Political Epistemologies Under Attack
Perhaps most dangerously, sustained bullshit creates alternative political epistemologies—entire belief systems divorced from reality. QAnon represents the extreme end, but similar dynamics appear across the political spectrum when groups operate entirely within bullshit-generated worldviews.
This makes traditional democratic dialogue nearly impossible. When courts, media, and expertise-based institutions are viewed as enemies rather than neutral arbiters, the basic infrastructure of democratic disagreement collapses. Political opposition becomes existential warfare rather than policy competition.
Political Responses to the Bullshit Era
Traditional political responses—fact-checking, debate, institutional procedures – are inadequate against systematic bullshit. Fact-checking amplifies BS by generating more coverage. Debate becomes impossible when one side operates without regard for truth.
Political actors serious about preserving democratic governance need new strategies:
Information Triage: Rather than engaging with every false claim, political opposition must develop systematic approaches to identify which bullshit demands response and which should be ignored.
Distinguishing Types: Type A bullshit requires work to uncover underlying agendas which need to be resisted rather than the BS itself. Type B requires tracking of how random rhetoric becomes policy.
Coalition Building: Since bullshit transcends traditional party lines, new coalitions need to emerge – in spite of differing political positions - around shared commitment to factual governance rather than ideological agreement.
Long-term Focus: Bullshit politics deliberately creates crisis fatigue and short-term thinking. Effective opposition must maintain focus on long-term consequences and systematic patterns rather than responding to daily provocations.
Institutional Defense: Democratic institutions—courts, legislative procedures, electoral systems—require active protection rather than passive reliance. This means political actors must prioritize institutional integrity even when it conflicts with short-term tactical advantages.
The Stakes for Democratic Politics
Since I first started thinking about the impact of bullshit, I have been wondering if my argument itself is BS. Reflecting on the helpful feedback I have received, I have been convinced that BS is pernicious in the extreme and represents an existential threat. The threat is more general than to specific policies, but an undermining of shared frameworks that make democratic governance possible at all.

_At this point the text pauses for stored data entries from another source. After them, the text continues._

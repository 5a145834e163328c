//! Bridge dispatcher between a host content-rendering engine and the RDV
//! renderer registry.
//!
//! A host engine dispatches payloads by content type. This crate provides
//! the renderer the host instantiates for the well-known dataset type
//! [`DATASET_MIME_TYPE`]: a [`DataBridge`] that unwraps the embedded
//! [`DataLocation`](rdv_registry::DataLocation) and delegates to its own
//! inner [`RendererRegistry`](rdv_registry::RendererRegistry) — a second
//! level of dispatch keyed on the dataset's real mime type.
//!
//! # Example
//!
//! ```
//! use rdv_bridge::{DATASET_MIME_TYPE, DataBridge, HostModel};
//! use rdv_registry::HostCapabilities;
//!
//! # tokio_test::block_on(async {
//! let mut bridge = DataBridge::new(HostCapabilities::default());
//! let model = HostModel::new().with_entry(
//!     DATASET_MIME_TYPE,
//!     serde_json::json!({ "mimeType": "image/png", "url": "https://x/a.png" }),
//! );
//! bridge.render_model(&model).await.unwrap();
//! assert!(bridge.current_surface().is_some());
//! # });
//! ```

mod bridge;
mod extension;
mod model;

pub use bridge::{DATASET_MIME_TYPE, DataBridge, DispatchError};
pub use extension::{HostExtension, extension};
pub use model::HostModel;
//! Tiled map renderer for cloud-optimized GeoTIFF datasets.
//!
//! The dataset bytes are never downloaded whole: a tile service renders
//! individual tiles on demand from the dataset URL, and a companion
//! `bounds` endpoint reports the dataset's geographic extent so the
//! viewport can be fitted after mount. The bounds fetch is awaited inside
//! `render`, so the dispatcher's completion covers it.

use std::sync::Arc;

use percent_encoding::{AsciiSet, CONTROLS, utf8_percent_encode};
use serde::Deserialize;

use rdv_registry::{
    DataFetch, DataLocation, RenderError, RenderFuture, Renderer, RendererFactory, RendererOptions,
    StaticFactory, Surface,
};

/// Mime type for cloud-optimized GeoTIFF datasets.
pub const GEOTIFF_MIME_TYPE: &str = "image/geotiff";

/// Mime types handled by [`TiledMapRenderer`].
pub const MAP_MIME_TYPES: &[&str] = &[GEOTIFF_MIME_TYPE];

/// Tile service that renders GeoTIFF tiles and reports dataset bounds.
pub const TILE_SERVICE_URL: &str =
    "https://bstlgagxwg.execute-api.us-east-1.amazonaws.com/production";

/// URL template for the base map tile layer.
const BASE_TILE_URL_TEMPLATE: &str =
    "https://cartodb-basemaps-{s}.global.ssl.fastly.net/light_all/{z}/{x}/{y}{r}.png";

/// Attribution for the base map tile layer.
const BASE_LAYER_ATTRIBUTION: &str =
    "Map data (c) <a href=\"https://openstreetmap.org\">OpenStreetMap</a> contributors";

const MIN_ZOOM: u8 = 0;
const MAX_ZOOM: u8 = 18;

const CSS_CLASS: &str = "rdv-MapViewer";

/// Characters escaped when embedding the dataset URL in a query string.
const URL_QUERY: &AsciiSet = &CONTROLS
    .add(b' ')
    .add(b'"')
    .add(b'<')
    .add(b'>')
    .add(b'`')
    .add(b'#')
    .add(b'?')
    .add(b'&');

/// A tile layer added to the viewport.
#[derive(Debug, Clone, PartialEq, Eq)]
pub struct TileLayer {
    /// Tile URL template (`{z}`/`{x}`/`{y}` placeholders).
    pub url_template: String,
    /// Attribution line, if any.
    pub attribution: Option<String>,
    /// Minimum zoom level.
    pub min_zoom: u8,
    /// Maximum zoom level.
    pub max_zoom: u8,
}

/// Geographic bounds as `[west, south, east, north]`.
pub type Bounds = [f64; 4];

/// Shape of the tile service's `bounds` response.
#[derive(Debug, Deserialize)]
struct BoundsResponse {
    bounds: Bounds,
}

/// Map viewport state: tile layers plus the currently fitted corners.
#[derive(Debug, Default, Clone, PartialEq)]
pub struct Viewport {
    layers: Vec<TileLayer>,
    fitted: Option<((f64, f64), (f64, f64))>,
}

impl Viewport {
    fn add_layer(&mut self, layer: TileLayer) {
        self.layers.push(layer);
    }

    /// Fit the viewport to `[west, south, east, north]` bounds.
    fn fit_bounds(&mut self, bounds: Bounds) {
        // South-west and north-east corners as (lat, lon) pairs.
        self.fitted = Some(((bounds[1], bounds[0]), (bounds[3], bounds[2])));
    }

    fn clear(&mut self) {
        self.layers.clear();
        self.fitted = None;
    }

    /// Layers in mount order.
    #[must_use]
    pub fn layers(&self) -> &[TileLayer] {
        &self.layers
    }

    /// Corners the viewport was fitted to, as `((south, west), (north, east))`.
    #[must_use]
    pub fn fitted_corners(&self) -> Option<((f64, f64), (f64, f64))> {
        self.fitted
    }
}

/// A renderer for cloud-optimized GeoTIFF datasets on a tiled map.
pub struct TiledMapRenderer {
    surface: Surface,
    viewport: Viewport,
    fetch: Option<Arc<dyn DataFetch>>,
    disposed: bool,
}

impl TiledMapRenderer {
    /// Create a map renderer, taking the fetch capability from `options`.
    #[must_use]
    pub fn new(options: &RendererOptions) -> Self {
        Self {
            surface: Surface::with_class(CSS_CLASS),
            viewport: Viewport::default(),
            fetch: options.host.fetch.clone(),
            disposed: false,
        }
    }

    /// Current viewport state.
    #[must_use]
    pub fn viewport(&self) -> &Viewport {
        &self.viewport
    }
}

fn base_tile_layer() -> TileLayer {
    TileLayer {
        url_template: BASE_TILE_URL_TEMPLATE.to_owned(),
        attribution: Some(BASE_LAYER_ATTRIBUTION.to_owned()),
        min_zoom: MIN_ZOOM,
        max_zoom: MAX_ZOOM,
    }
}

impl Renderer for TiledMapRenderer {
    fn surface(&self) -> &Surface {
        &self.surface
    }

    fn render<'a>(&'a mut self, location: &'a DataLocation) -> RenderFuture<'a> {
        Box::pin(async move {
            self.viewport.add_layer(base_tile_layer());

            let encoded = utf8_percent_encode(&location.url, URL_QUERY).to_string();
            self.viewport.add_layer(TileLayer {
                url_template: format!("{TILE_SERVICE_URL}/tiles/{{z}}/{{x}}/{{y}}.jpg?url={encoded}"),
                attribution: None,
                min_zoom: MIN_ZOOM,
                max_zoom: MAX_ZOOM,
            });

            let fetch = self
                .fetch
                .as_ref()
                .map(Arc::clone)
                .ok_or(RenderError::FetchUnavailable)?;
            let bounds_url = format!("{TILE_SERVICE_URL}/bounds?url={encoded}");
            tracing::debug!(url = %bounds_url, "Fetching dataset bounds");
            let value = tokio::task::spawn_blocking(move || fetch.get_json(&bounds_url))
                .await
                .map_err(|_| RenderError::Canceled)??;
            let response: BoundsResponse =
                serde_json::from_value(value).map_err(|e| RenderError::Metadata(e.to_string()))?;

            self.viewport.fit_bounds(response.bounds);
            Ok(())
        })
    }

    fn dispose(&mut self) {
        self.disposed = true;
        self.viewport.clear();
        self.surface.clear();
    }

    fn is_disposed(&self) -> bool {
        self.disposed
    }
}

/// Factory for [`TiledMapRenderer`].
#[must_use]
pub fn tiled_map_factory() -> Arc<dyn RendererFactory> {
    Arc::new(StaticFactory::new(MAP_MIME_TYPES, |options| {
        Box::new(TiledMapRenderer::new(options))
    }))
}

Both type A and B bullshit undermine the institutions that underpin pluralistic liberal democracies, both national and international – directly because reasoned debate based on facts is itself a critical institution, but also indirectly – type A is a strategy of deceit hiding an underlying motivation, and that motivation is necessarily pernicious, whereas type B undermines institution either by forcing them to implement BS rather than rational or worthwhile policy goals, or directly attacks institutions for BS reasons.
That is not to say that these institutions are not in need of radical reform or change, but this reform needs to be carried out in good faith: fact-based, transparent and with wide consensus. As a society, BS and the agents who deploy it, should be seen as national threats. Politicians and interest groups which share a common reality-based belief system need to put political and ideological differences aside to form a broad coalition to fight this common threat, as they might do in times of war or national emergency, until this threat is defeated.
1 McLuhan, M. (1964). Understanding media: The extensions of man. [1st ed.] McGraw-Hill.